00:59:34 [Speaker Changed] Yeah, yeah. Yeah. Not a coincidence. So, yeah. And then recently the Money Trap written by a friend of mine, Aoke Soma is a fascinating book. He was the head of SoftBank during the crazy period that in North America. Oh, really? Yeah. And he actually had never written a book. He went to the creative writing program, got his visa, and was able to stay in America, went to the creative writing program in New York City and, and wrote this book, and it’s absolutely beautifully written and it’s fascinating. So I I highly recommend

01:00:04 [Speaker Changed] It. Money Trap. I’m gonna, I’m gonna put that on my list. Yeah. If, if you’re, you mentioned books about Russian. I know you’re talking more historically if you haven’t read, read Notice by Bill

01:00:16 [Speaker Changed] Brower. I did. I I know Bill and yes, I read it.
01:00:18 [Speaker Changed] Oh, you do? Yeah. Astonishing.

01:00:20 [Speaker Changed] Unbelievable. Yeah.

01:00:21 [Speaker Changed] It, it, it’s, it reads like it’s fiction and it’s such a page turner. Yeah. All right. Our final two questions. What sort of advice would you give a recent college grad interested in a career in either venture investing, healthcare, FinTech? What would, would you, how would you advise them?

01:00:41 [Speaker Changed] They have to go work inside companies, and they should go work in a startup in an early stage company and maybe mid stage, and definitely a larger legacy company because they need to understand business. I mean, when I read the New York Times business section now, I think these people have never been in business. And I, and obviously Bloomberg specializes in it, right? And so has a lot of reporters that deeply understand it and respect it. But I think that you can’t write about something you don’t, haven’t actually lived at all and truly understand what is, they’re obviously things that are very flawed in business, and it’s often, particularly in the early stage, extremely chaotic. But it is what drives our economy, which provides jobs for people and employs people and allows them to pay their bills and support all our great social programs. So it’s important to understand.

01:01:36 [Speaker Changed] And our final question, what do you know about the world of investing today? You wish you knew back in the 1980s when you were first getting started?

01:01:44 [Speaker Changed] It’s an interesting question because I, you know, and maybe because I have a Teflon memory, but I feel like I only remember the good things. I think, you know, knowing that large secular changes are the most important thing that drive investment waves and Right. And, and ultimately build great companies, just focusing on those. But I feel like I ended up actually doing that. Well, you know, picking the secular wave that made sense and getting ahead of it, but not too far ahead of it. I was

01:02:16 [Speaker Changed] Gonna say you did that well, but you were, you were also early in a lot of big secular trends.

01:02:21 [Speaker Changed] Yeah. So I would say, I I, that ended up working out well, you can’t be too, being too early is the killer, right? Right. In investing. So that worked out well.

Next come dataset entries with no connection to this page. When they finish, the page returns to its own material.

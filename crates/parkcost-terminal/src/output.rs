//! Output formatting module for pricing results
//!
//! Two formatters are provided behind the [`OutputFormatter`] trait:
//! [`TableFormatter`] for humans and [`JsonFormatter`] for scripts. Both can
//! render either the bare total or a per-interval breakdown.

use parkcost_pricing::{IntervalQuote, Quotation};
use prettytable::{Table, format, row};
use rust_decimal::Decimal;
use serde_json::json;

/// Renders a quotation for display
pub trait OutputFormatter {
    /// Format only the grand total
    fn format_total(&self, quotation: &Quotation, currency: Option<&str>) -> String;

    /// Format every interval's quote followed by the total
    fn format_breakdown(&self, quotation: &Quotation, currency: Option<&str>) -> String;
}

/// Render a monetary amount with exactly two fractional digits
fn format_amount(amount: Decimal) -> String {
    let mut amount = amount;
    amount.rescale(parkcost_core::MONETARY_SCALE);
    amount.to_string()
}

/// Table formatter for human-readable output
pub struct TableFormatter;

impl TableFormatter {
    fn format_money(amount: Decimal, currency: Option<&str>) -> String {
        match currency {
            Some(code) => format!("{} {code}", format_amount(amount)),
            None => format_amount(amount),
        }
    }

    fn quote_row(index: usize, quote: &IntervalQuote, currency: Option<&str>) -> prettytable::Row {
        row![
            index + 1,
            quote.interval.start().format("%Y-%m-%d %H:%M"),
            quote.interval.end().format("%Y-%m-%d %H:%M"),
            r -> quote.units.hours,
            r -> quote.units.days,
            r -> quote.units.weeks,
            r -> quote.units.months,
            quote.choice,
            r -> Self::format_money(quote.cost, currency)
        ]
    }
}

impl OutputFormatter for TableFormatter {
    fn format_total(&self, quotation: &Quotation, currency: Option<&str>) -> String {
        Self::format_money(quotation.total, currency)
    }

    fn format_breakdown(&self, quotation: &Quotation, currency: Option<&str>) -> String {
        let mut table = Table::new();
        table.set_format(*format::consts::FORMAT_NO_LINESEP_WITH_TITLE);

        table.set_titles(row![
            b -> "#",
            b -> "Start",
            b -> "End",
            b -> "Hours",
            b -> "Days",
            b -> "Weeks",
            b -> "Months",
            b -> "Billed As",
            b -> "Cost"
        ]);

        for (index, quote) in quotation.quotes.iter().enumerate() {
            table.add_row(Self::quote_row(index, quote, currency));
        }

        table.add_row(row![
            b -> "TOTAL", "", "", "", "", "", "", "",
            br -> Self::format_money(quotation.total, currency)
        ]);

        table.to_string()
    }
}

/// JSON formatter for machine-readable output
///
/// Amounts are emitted as strings so no precision is lost to JSON numbers.
pub struct JsonFormatter;

impl OutputFormatter for JsonFormatter {
    fn format_total(&self, quotation: &Quotation, currency: Option<&str>) -> String {
        let output = json!({
            "total": format_amount(quotation.total),
            "currency": currency,
            "interval_count": quotation.quotes.len(),
        });
        serde_json::to_string_pretty(&output).unwrap_or_else(|_| output.to_string())
    }

    fn format_breakdown(&self, quotation: &Quotation, currency: Option<&str>) -> String {
        let output = json!({
            "intervals": quotation.quotes.iter().map(|q| json!({
                "start": q.interval.start().to_rfc3339(),
                "end": q.interval.end().to_rfc3339(),
                "units": {
                    "hours": q.units.hours,
                    "days": q.units.days,
                    "weeks": q.units.weeks,
                    "months": q.units.months,
                },
                "billed_as": q.choice.to_string(),
                "cost": format_amount(q.cost),
            })).collect::<Vec<_>>(),
            "total": format_amount(quotation.total),
            "currency": currency,
        });
        serde_json::to_string_pretty(&output).unwrap_or_else(|_| output.to_string())
    }
}

/// Get the formatter matching the requested output mode
pub fn get_formatter(json: bool) -> Box<dyn OutputFormatter> {
    if json {
        Box::new(JsonFormatter)
    } else {
        Box::new(TableFormatter)
    }
}

#[cfg(test)]
mod tests {
    use super::*;
    use chrono::TimeZone;
    use chrono_tz::Tz;
    use parkcost_core::{Interval, RateTable};
    use parkcost_pricing::PricingCalculator;
    use rust_decimal_macros::dec;
    use std::sync::Arc;

    fn sample_quotation() -> Quotation {
        let calculator = PricingCalculator::new(Arc::new(RateTable::reference("GBP").unwrap()));
        let start = Tz::UTC.with_ymd_and_hms(2015, 9, 10, 14, 0, 0).unwrap();
        let end = Tz::UTC.with_ymd_and_hms(2015, 9, 12, 14, 0, 0).unwrap();
        calculator
            .calculate_quotes(&[Interval::new(start, end)])
            .unwrap()
    }

    #[test]
    fn test_format_amount_has_two_digits() {
        assert_eq!(format_amount(dec!(15)), "15.00");
        assert_eq!(format_amount(dec!(9.5)), "9.50");
        assert_eq!(format_amount(Decimal::ZERO), "0.00");
    }

    #[test]
    fn test_table_total() {
        let formatter = TableFormatter;
        let quotation = sample_quotation();
        assert_eq!(formatter.format_total(&quotation, Some("GBP")), "15.00 GBP");
        assert_eq!(formatter.format_total(&quotation, None), "15.00");
    }

    #[test]
    fn test_table_breakdown() {
        let output = TableFormatter.format_breakdown(&sample_quotation(), Some("GBP"));
        assert!(output.contains("Billed As"));
        assert!(output.contains("2015-09-10 14:00"));
        assert!(output.contains("daily"));
        assert!(output.contains("TOTAL"));
        assert!(output.contains("15.00 GBP"));
    }

    #[test]
    fn test_json_total() {
        let output = JsonFormatter.format_total(&sample_quotation(), Some("GBP"));
        let parsed: serde_json::Value = serde_json::from_str(&output).unwrap();
        assert_eq!(parsed["total"], "15.00");
        assert_eq!(parsed["currency"], "GBP");
        assert_eq!(parsed["interval_count"], 1);
    }

    #[test]
    fn test_json_breakdown() {
        let output = JsonFormatter.format_breakdown(&sample_quotation(), None);
        let parsed: serde_json::Value = serde_json::from_str(&output).unwrap();
        assert_eq!(parsed["intervals"][0]["units"]["days"], 3);
        assert_eq!(parsed["intervals"][0]["billed_as"], "daily");
        assert_eq!(parsed["intervals"][0]["cost"], "15.00");
        assert!(parsed["currency"].is_null());
    }

    #[test]
    fn test_empty_quotation() {
        let output = get_formatter(false).format_total(&Quotation::default(), Some("GBP"));
        assert_eq!(output, "0.00 GBP");
    }
}
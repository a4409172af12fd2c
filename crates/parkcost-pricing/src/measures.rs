//! Billable unit derivation
//!
//! Each measure is derived independently from an interval:
//!
//! - **hours**: whole elapsed hours, truncated, with a floor of one
//! - **days**: calendar days between the two dates, plus one when the
//!   session starts before the 05:00 day boundary and one more when it
//!   ends after it
//! - **weeks**: days divided by seven, rounded up
//! - **months**: whole calendar months between the two dates

use chrono::{Datelike, NaiveDate, NaiveTime, Timelike};
use parkcost_core::Interval;

/// Hour of day at which the facility's billing day rolls over
pub const DAY_BOUNDARY_HOUR: u32 = 5;

/// Billable unit counts for a single interval
///
/// Counts are signed: an inverted interval yields zero or negative days,
/// weeks and months.
#[derive(Debug, Clone, Copy, PartialEq, Eq, Default)]
pub struct BillableUnits {
    pub hours: i64,
    pub days: i64,
    pub weeks: i64,
    pub months: i64,
}

impl BillableUnits {
    /// Derive all measures for an interval
    ///
    /// # Examples
    /// ```
    /// use chrono::TimeZone;
    /// use chrono_tz::Tz;
    /// use parkcost_core::Interval;
    /// use parkcost_pricing::BillableUnits;
    ///
    /// let start = Tz::UTC.with_ymd_and_hms(2015, 9, 10, 14, 0, 0).unwrap();
    /// let end = Tz::UTC.with_ymd_and_hms(2015, 9, 12, 14, 0, 0).unwrap();
    /// let units = BillableUnits::from_interval(&Interval::new(start, end));
    ///
    /// assert_eq!(units.hours, 48);
    /// assert_eq!(units.days, 3);
    /// assert_eq!(units.weeks, 1);
    /// assert_eq!(units.months, 0);
    /// ```
    pub fn from_interval(interval: &Interval) -> Self {
        let start = interval.start();
        let end = interval.end();
        let days = billable_days(
            start.date_naive(),
            start.time(),
            end.date_naive(),
            end.time(),
        );

        Self {
            hours: billable_hours(interval),
            days,
            weeks: billable_weeks(days),
            months: billable_months(start.date_naive(), end.date_naive()),
        }
    }
}

fn billable_hours(interval: &Interval) -> i64 {
    let hours = interval.duration().num_hours();
    if hours > 0 { hours } else { 1 }
}

fn billable_days(
    start_date: NaiveDate,
    start_time: NaiveTime,
    end_date: NaiveDate,
    end_time: NaiveTime,
) -> i64 {
    let mut days = end_date.signed_duration_since(start_date).num_days();

    if start_time.hour() < DAY_BOUNDARY_HOUR {
        days += 1;
    }
    if is_after_day_boundary(end_time) {
        days += 1;
    }

    days
}

/// Strictly later than 05:00:00; the boundary instant itself is not
fn is_after_day_boundary(time: NaiveTime) -> bool {
    match time.hour().cmp(&DAY_BOUNDARY_HOUR) {
        std::cmp::Ordering::Greater => true,
        std::cmp::Ordering::Equal => {
            time.minute() > 0 || time.second() > 0 || time.nanosecond() > 0
        }
        std::cmp::Ordering::Less => false,
    }
}

/// Ceiling of `days / 7`; non-positive inputs truncate toward zero
fn billable_weeks(days: i64) -> i64 {
    if days > 0 { (days + 6) / 7 } else { days / 7 }
}

/// Whole calendar months from `start` to `end`, ignoring time of day
///
/// A month only counts once the end date reaches the start's day of month,
/// so 24 Jan -> 15 Feb is zero months and 24 Jan -> 24 Feb is one.
fn billable_months(start: NaiveDate, end: NaiveDate) -> i64 {
    if end < start {
        return -billable_months(end, start);
    }

    let mut months = i64::from(end.year() - start.year()) * 12
        + i64::from(end.month())
        - i64::from(start.month());
    if end.day() < start.day() {
        months -= 1;
    }

    months
}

But I, I would say I, you know, in general, I don’t sweat the small stuff, you know, get the large things right and the rest of it will take care of itself. So I I, I would only caution those that are starting out now in the investing world, or frankly in any career, to just you, you all those things that seem so important that are so small during the day. Like, just remember that, you know, think about yourself 40 years from now. Like what’s gonna matter? What will have mattered to you? What will have mattered to your success? And just focus on those things. And don’t focus on all of the petty small things that have may gone wrong or the people around you, you know, and then otherwise, just like stay away from toxic people and make sure you carefully work with people you love and respect. And I think in general, I’ve done that, but I think there are times where I would’ve walked away. I would’ve started K-H-C-F-T so much sooner, and that would be like the one change in my career that I would’ve made. Huh. Really

01:03:30 [Speaker Changed] Interesting. Thank you, Annie, for being so generous with your time. We have been speaking with Annie Lamont, co-founder and managing partner at Oak, HCFT. If you enjoy this conversation, well be sure and look up any of the previous 500 discussions we’ve had over the past 10 plus years. You can find those at Bloomberg, iTunes, Spotify, YouTube, wherever you find your favorite podcasts. And be sure and check out my new short form podcast at the Money Conversations with experts about your money, earning it, spending it, and most importantly, investing it at the money in the Masters in Business Feed, or wherever you find your favorite podcasts. I would be remiss if I did not thank the crack team that helps me put these conversations together each week. Anna Luke is my producer, Sean Russo is my head of research. Steve Gonzalez is my audio engineer. Sage Bauman is the head of all podcasts at Bloomberg. I’m Barry Riol. You’ve been listening to Masters in Business on Bloomberg Radio.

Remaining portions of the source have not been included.